■ Your assignment: Search each line of the data for the word "checkers"; copy every line where it is found.
Start of Recorded information
//! Bag-of-words feature extraction.

use ahash::AHashMap;
use serde::{Deserialize, Serialize};

/// Feature name to value. Features missing from a set carry the implicit
/// value `None` during training.
pub type FeatureSet = AHashMap<String, bool>;

/// A tokenized document with its category label.
#[derive(Clone, Debug, PartialEq, Eq, Serialize, Deserialize)]
pub struct LabeledDocument {
    pub words: Vec<String>,
    pub label: String,
}

impl LabeledDocument {
    pub fn new<S: Into<String>>(words: Vec<String>, label: S) -> Self {
        LabeledDocument {
            words,
            label: label.into(),
        }
    }

    /// Featurize this document for training or evaluation.
    pub fn to_labeled_features(&self) -> (FeatureSet, String) {
        (document_features(&self.words), self.label.clone())
    }
}

/// Map every distinct word to `true`.
pub fn document_features<S: AsRef<str>>(words: &[S]) -> FeatureSet {
    words
        .iter()
        .map(|word| (word.as_ref().to_string(), true))
        .collect()
}
//! End-to-end pipelines built from the library modules.
//!
//! Each pipeline takes its input text (or data) plus a [`SaplingConfig`] and
//! returns a report that is both `Serialize` (for JSON output) and
//! `Display` (for the console). Every text pipeline exposes the input it
//! runs on by default as a `DEFAULT_*` constant.
//!
//! [`SaplingConfig`]: crate::config::SaplingConfig

pub mod disease;
pub mod lemmatization;
pub mod ner;
pub mod reviews;
pub mod sentiment;
pub mod tokens;
pub mod topics;

use std::fmt;

use serde::{Deserialize, Serialize};

/// Ranked `(item, count)` pairs.
#[derive(Clone, Debug, PartialEq, Eq, Serialize, Deserialize)]
pub struct FrequencyReport {
    pub top: Vec<(String, usize)>,
}

impl fmt::Display for FrequencyReport {
    fn fmt(&self, f: &mut fmt::Formatter<'_>) -> fmt::Result {
        let pairs: Vec<String> = self
            .top
            .iter()
            .map(|(item, count)| format!("('{item}', {count})"))
            .collect();
        write!(f, "[{}]", pairs.join(", "))
    }
}

/// Render strings as a bracketed, quoted list: `['a', 'b']`.
pub(crate) fn quoted_list<S: AsRef<str>>(items: &[S]) -> String {
    let quoted: Vec<String> = items
        .iter()
        .map(|item| format!("'{}'", item.as_ref()))
        .collect();
    format!("[{}]", quoted.join(", "))
}
//! Word frequencies after stop word and punctuation removal.

use crate::analysis::{Analyzer, FrequencyAnalyzer, FrequencyDistribution};
use crate::config::SaplingConfig;
use crate::error::Result;

use super::FrequencyReport;

pub const DEFAULT_TEXT: &str = "
Artificial intelligence continues transforming industries in 2025.
Companies like OpenAI, Google, and Meta are releasing new models
that enhance productivity and reshape the global economy.
Governments in the United States and Europe are debating regulations
to ensure safe deployment of advanced AI systems.
";

/// Count every token [`FrequencyAnalyzer`] keeps.
pub fn distribution(text: &str) -> Result<FrequencyDistribution> {
    let freq: FrequencyDistribution = FrequencyAnalyzer::new()
        .analyze(text)?
        .map(|token| token.text)
        .collect();
    log::debug!("{} distinct tokens, {} total", freq.len(), freq.total());
    Ok(freq)
}

pub fn run(text: &str, config: &SaplingConfig) -> Result<FrequencyReport> {
    Ok(FrequencyReport {
        top: distribution(text)?.most_common(config.frequency.top_n),
    })
}

#[cfg(test)]
mod tests {
    use super::*;
    use crate::analysis::token_filter::stop::ENGLISH_STOP_WORDS;

    #[test]
    fn test_default_text() {
        let freq = distribution(DEFAULT_TEXT).unwrap();
        assert!(freq.iter().all(|(_, count)| count == 1));
        assert_eq!(freq.get("ai"), 1);
        assert_eq!(freq.max_count(), Some(1));

        let report = run(DEFAULT_TEXT, &SaplingConfig::default()).unwrap();
        assert_eq!(report.top.len(), 20);
        assert_eq!(report.top[0], ("artificial".to_string(), 1));
        assert_eq!(report.top[1], ("intelligence".to_string(), 1));

        let first_seen: Vec<String> = freq.iter().take(20).map(|(w, _)| w.to_string()).collect();
        let ranked: Vec<String> = report.top.into_iter().map(|(w, _)| w).collect();
        assert_eq!(ranked, first_seen);
    }

    #[test]
    fn test_no_stopwords_or_punctuation() {
        let freq = distribution(DEFAULT_TEXT).unwrap();
        for (word, _) in freq.iter() {
            assert!(!ENGLISH_STOP_WORDS.contains(&word), "{word}");
            assert!(word.chars().any(char::is_alphanumeric), "{word}");
        }
    }

    #[test]
    fn test_top_n() {
        let mut config = SaplingConfig::default();
        config.frequency.top_n = 3;
        let report = run("b a b c a b", &config).unwrap();
        assert_eq!(
            report.top,
            vec![
                ("b".to_string(), 3),
                ("c".to_string(), 1),
            ]
        );
    }
}
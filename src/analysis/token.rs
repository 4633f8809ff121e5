//! Token types and utilities for text analysis.
//!
//! A [`Token`] is the unit that flows through the analysis pipeline:
//! tokenizers produce them, filters rewrite or drop them, and downstream
//! stages (taggers, frequency counters) consume their text.
//!
//! ```
//! use sapling::analysis::token::Token;
//!
//! let token = Token::with_offsets("world", 1, 6, 11);
//! assert_eq!(token.text, "world");
//! assert_eq!(token.start_offset, 6);
//! assert!(!token.is_stopped());
//! ```

use std::fmt;

use serde::{Deserialize, Serialize};

/// A single unit of text after tokenization.
#[derive(Clone, Debug, PartialEq, Eq, Serialize, Deserialize)]
pub struct Token {
    /// The text content of the token
    pub text: String,

    /// The position of the token in the original token stream (0-based)
    pub position: usize,

    /// The byte offset where this token starts in the original text
    pub start_offset: usize,

    /// The byte offset where this token ends in the original text
    pub end_offset: usize,

    /// Whether this token has been marked as stopped (removed) by a filter
    pub stopped: bool,
}

impl Token {
    /// Create a new token with the given text and position.
    pub fn new<S: Into<String>>(text: S, position: usize) -> Self {
        Token {
            text: text.into(),
            position,
            start_offset: 0,
            end_offset: 0,
            stopped: false,
        }
    }

    /// Create a new token with text, position, and byte offsets.
    pub fn with_offsets<S: Into<String>>(
        text: S,
        position: usize,
        start_offset: usize,
        end_offset: usize,
    ) -> Self {
        Token {
            text: text.into(),
            position,
            start_offset,
            end_offset,
            stopped: false,
        }
    }

    /// Get the length of the token text in bytes.
    pub fn len(&self) -> usize {
        self.text.len()
    }

    /// Check if the token is empty.
    pub fn is_empty(&self) -> bool {
        self.text.is_empty()
    }

    /// Mark this token as stopped.
    pub fn stop(mut self) -> Self {
        self.stopped = true;
        self
    }

    /// Check if this token is stopped.
    pub fn is_stopped(&self) -> bool {
        self.stopped
    }

    /// Replace the token text, keeping position and offsets.
    pub fn with_text<S: Into<String>>(mut self, text: S) -> Self {
        self.text = text.into();
        self
    }

    /// Set the token position.
    pub fn with_position(mut self, position: usize) -> Self {
        self.position = position;
        self
    }
}

impl fmt::Display for Token {
    fn fmt(&self, f: &mut fmt::Formatter<'_>) -> fmt::Result {
        write!(f, "{}", self.text)
    }
}

/// A token stream represents a sequence of tokens from the analysis pipeline.
pub type TokenStream = Box<dyn Iterator<Item = Token>>;

/// Trait for types that can produce a token stream.
pub trait IntoTokenStream {
    /// Convert this type into a token stream.
    fn into_token_stream(self) -> TokenStream;
}

impl IntoTokenStream for Vec<Token> {
    fn into_token_stream(self) -> TokenStream {
        Box::new(self.into_iter())
    }
}

/// Collect the texts of a token stream, skipping stopped tokens.
pub fn texts(tokens: TokenStream) -> Vec<String> {
    tokens
        .filter(|token| !token.is_stopped())
        .map(|token| token.text)
        .collect()
}
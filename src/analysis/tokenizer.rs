//! Tokenizer implementations for text analysis.
//!
//! Tokenizers are the first step in the analysis pipeline, responsible for
//! splitting input text into tokens.
//!
//! # Available Tokenizers
//!
//! - [`regex::RegexTokenizer`] - Pattern-based extraction (`\w+`, word-punct)
//! - [`sentence::SentenceTokenizer`] - Sentence boundaries (UAX #29)
//! - [`word::WordTokenizer`] - Treebank-style words, punctuation and clitics
//!
//! # Examples
//!
//! ```
//! use sapling::analysis::tokenizer::Tokenizer;
//! use sapling::analysis::tokenizer::word::WordTokenizer;
//!
//! let tokenizer = WordTokenizer::new();
//! let tokens: Vec<_> = tokenizer.tokenize("Hello world.").unwrap().collect();
//! assert_eq!(tokens.len(), 3);
//! assert_eq!(tokens[2].text, ".");
//! ```

use crate::analysis::token::TokenStream;
use crate::error::Result;

/// Trait for tokenizers that convert text into tokens.
///
/// The trait requires `Send + Sync` so a tokenizer can be shared by the
/// parallel corpus loader.
pub trait Tokenizer: Send + Sync {
    /// Tokenize the given text into a stream of tokens.
    fn tokenize(&self, text: &str) -> Result<TokenStream>;

    /// Get the name of this tokenizer (for debugging and configuration).
    fn name(&self) -> &'static str;
}

// Individual tokenizer modules
pub mod regex;
pub mod sentence;
pub mod word;

// Re-export all tokenizers for convenient access
pub use regex::RegexTokenizer;
pub use sentence::SentenceTokenizer;
pub use word::WordTokenizer;
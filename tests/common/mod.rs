//! Common test utilities and fixtures

#![allow(dead_code)]

use async_trait::async_trait;
use healthd::{
    config::{AppConfig, CheckConfig, CheckKind},
    CheckContext, CheckResult, Checker, HealthManager, ManagerConfig, Status,
};
use parking_lot::Mutex;
use std::collections::VecDeque;
use std::sync::atomic::{AtomicUsize, Ordering};
use std::sync::Arc;
use std::time::Duration;

/// What a [`StubChecker`] does when invoked.
#[derive(Debug, Clone)]
pub enum Behavior {
    Return(Status),
    Sleep(Duration),
    Panic,
}

/// Scriptable checker that counts its invocations.
///
/// Queued statuses are consumed one per call; once the queue is empty the
/// fallback behavior applies.
pub struct StubChecker {
    name: String,
    required: bool,
    timeout: Option<Duration>,
    queued: Mutex<VecDeque<Status>>,
    fallback: Behavior,
    calls: AtomicUsize,
}

impl StubChecker {
    pub fn new(name: &str, required: bool, fallback: Behavior) -> Self {
        Self {
            name: name.to_string(),
            required,
            timeout: None,
            queued: Mutex::new(VecDeque::new()),
            fallback,
            calls: AtomicUsize::new(0),
        }
    }

    pub fn healthy(name: &str, required: bool) -> Self {
        Self::new(name, required, Behavior::Return(Status::Healthy))
    }

    pub fn unhealthy(name: &str, required: bool) -> Self {
        Self::new(name, required, Behavior::Return(Status::Unhealthy))
    }

    pub fn with_sequence(self, statuses: impl IntoIterator<Item = Status>) -> Self {
        self.queued.lock().extend(statuses);
        self
    }

    pub fn with_timeout(mut self, timeout: Duration) -> Self {
        self.timeout = Some(timeout);
        self
    }

    pub fn calls(&self) -> usize {
        self.calls.load(Ordering::SeqCst)
    }
}

fn result_for(status: Status) -> CheckResult {
    match status {
        Status::Healthy => CheckResult::healthy(Duration::from_millis(1)),
        Status::Degraded => CheckResult::degraded(Duration::from_millis(1), "running slow"),
        Status::Unhealthy => CheckResult::unhealthy(Duration::from_millis(1), "connection refused"),
    }
}

#[async_trait]
impl Checker for StubChecker {
    fn name(&self) -> &str {
        &self.name
    }

    fn required(&self) -> bool {
        self.required
    }

    fn timeout(&self) -> Option<Duration> {
        self.timeout
    }

    async fn check(&self, _ctx: CheckContext) -> CheckResult {
        self.calls.fetch_add(1, Ordering::SeqCst);

        let next = self.queued.lock().pop_front();
        if let Some(status) = next {
            return result_for(status);
        }

        match &self.fallback {
            Behavior::Return(status) => result_for(*status),
            Behavior::Sleep(duration) => {
                tokio::time::sleep(*duration).await;
                CheckResult::healthy(*duration)
            }
            Behavior::Panic => panic!("checker blew up"),
        }
    }
}

/// A manager with the given checkers registered, returned alongside them.
pub fn manager_with(config: ManagerConfig, checkers: Vec<Arc<StubChecker>>) -> Arc<HealthManager> {
    let manager = Arc::new(HealthManager::new(config));
    for checker in checkers {
        manager.register(checker);
    }
    manager
}

/// Test configuration builder
pub struct TestConfigBuilder {
    config: AppConfig,
}

impl TestConfigBuilder {
    pub fn new() -> Self {
        Self {
            config: AppConfig::default(),
        }
    }

    pub fn with_port(mut self, port: u16) -> Self {
        self.config.server.port = port;
        self
    }

    pub fn with_http_check(mut self, name: &str, url: &str, required: bool) -> Self {
        self.config.checks.push(CheckConfig {
            name: name.to_string(),
            kind: CheckKind::Http,
            url: url.to_string(),
            required,
            expected_status: 200,
            timeout_ms: None,
        });
        self
    }

    pub fn build(self) -> AppConfig {
        self.config
    }
}

impl Default for TestConfigBuilder {
    fn default() -> Self {
        Self::new()
    }
}
// src/main.rs

use axum::serve;
use healthd::{
    cli::{Cli, Commands},
    config::{save_config, AppConfig},
    run, setup_configuration, AppError, AppState,
};
use std::path::PathBuf;
use std::process::ExitCode;
use tokio::net::TcpListener;
use tokio::signal;
use tracing::{error, info, warn};
use tracing_subscriber::{fmt, layer::SubscriberExt, util::SubscriberInitExt, EnvFilter};

async fn shutdown_signal() {
    let ctrl_c = async {
        if let Err(e) = signal::ctrl_c().await {
            error!(error = ?e, "Failed to install Ctrl+C handler");
            std::future::pending::<()>().await;
        }
    };

    #[cfg(unix)]
    let terminate = async {
        match signal::unix::signal(signal::unix::SignalKind::terminate()) {
            Ok(mut sig) => {
                sig.recv().await;
            }
            Err(e) => {
                error!(error = ?e, "Failed to install SIGTERM handler");
                std::future::pending::<()>().await;
            }
        }
    };

    #[cfg(not(unix))]
    let terminate = std::future::pending::<()>();

    tokio::select! {
        () = ctrl_c => { info!(signal = "Ctrl+C", "Received signal. Initiating graceful shutdown...") },
        () = terminate => { info!(signal = "Terminate", "Received signal. Initiating graceful shutdown...") },
    }
}

fn init_tracing(cli: &Cli) {
    let env_filter =
        EnvFilter::try_from_default_env().unwrap_or_else(|_| EnvFilter::new(&cli.log_level));
    let registry = tracing_subscriber::registry().with(env_filter);

    if cli.json_logs {
        registry
            .with(fmt::layer().json().with_current_span(true).with_span_list(true))
            .init();
    } else {
        registry.with(fmt::layer().with_target(false)).init();
    }
}

#[tokio::main]
async fn main() -> Result<ExitCode, AppError> {
    let cli = Cli::parse_args();
    init_tracing(&cli);

    match cli.command() {
        Commands::Serve { port } => serve_probes(cli.config, port).await,
        Commands::Check => check_once(cli.config).await,
        Commands::Validate => validate(cli.config),
        Commands::GenerateConfig { output } => {
            save_config(&AppConfig::template(), &output).await?;
            println!("Example configuration written to {}", output.display());
            Ok(ExitCode::SUCCESS)
        }
    }
}

async fn serve_probes(config: Option<PathBuf>, port: Option<u16>) -> Result<ExitCode, AppError> {
    #[cfg(feature = "metrics")]
    healthd::metrics::install_recorder()?;

    let (app, state) = run(config).await.map_err(|e| {
        eprintln!("Application setup error: {e:?}");
        e
    })?;

    let host = state.config.server.host.clone();
    let port = port.unwrap_or(state.config.server.port);
    let listener = TcpListener::bind((host.as_str(), port)).await.map_err(|e| {
        error!(server.host = %host, server.port = port, error = ?e, "Failed to bind to address. Exiting.");
        AppError::from(e)
    })?;
    info!(server.host = %host, server.port = port, "Server listening");

    let served = serve(listener, app.into_make_service())
        .with_graceful_shutdown(shutdown_signal())
        .await;

    shutdown(&state).await;

    served.map_err(|e| {
        error!(error = ?e, "Server run loop encountered an error. Exiting.");
        AppError::from(e)
    })?;

    info!("Server shut down gracefully.");
    Ok(ExitCode::SUCCESS)
}

async fn shutdown(state: &AppState) {
    state.shutdown.cancel();
    if let Err(e) = state.manager.stop().await {
        warn!(error = %e, "Background health checks were not running at shutdown");
    }
}

async fn check_once(config: Option<PathBuf>) -> Result<ExitCode, AppError> {
    let app_config = setup_configuration(config)?;
    let state = AppState::new(&app_config)?;

    let report = state.manager.run_checks().await;
    println!("{}", serde_json::to_string_pretty(&report)?);

    if report.status.is_serving() {
        Ok(ExitCode::SUCCESS)
    } else {
        Ok(ExitCode::FAILURE)
    }
}

fn validate(config: Option<PathBuf>) -> Result<ExitCode, AppError> {
    let app_config = setup_configuration(config)?;
    println!(
        "Configuration is valid: {} check(s), port {}",
        app_config.checks.len(),
        app_config.server.port
    );
    Ok(ExitCode::SUCCESS)
}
End of Recorded information
■ Answer:
/// A manager with the given checkers registered, returned alongside them.
pub fn manager_with(config: ManagerConfig, checkers: Vec<Arc<StubChecker>>) -> Arc<HealthManager> {
    for checker in checkers {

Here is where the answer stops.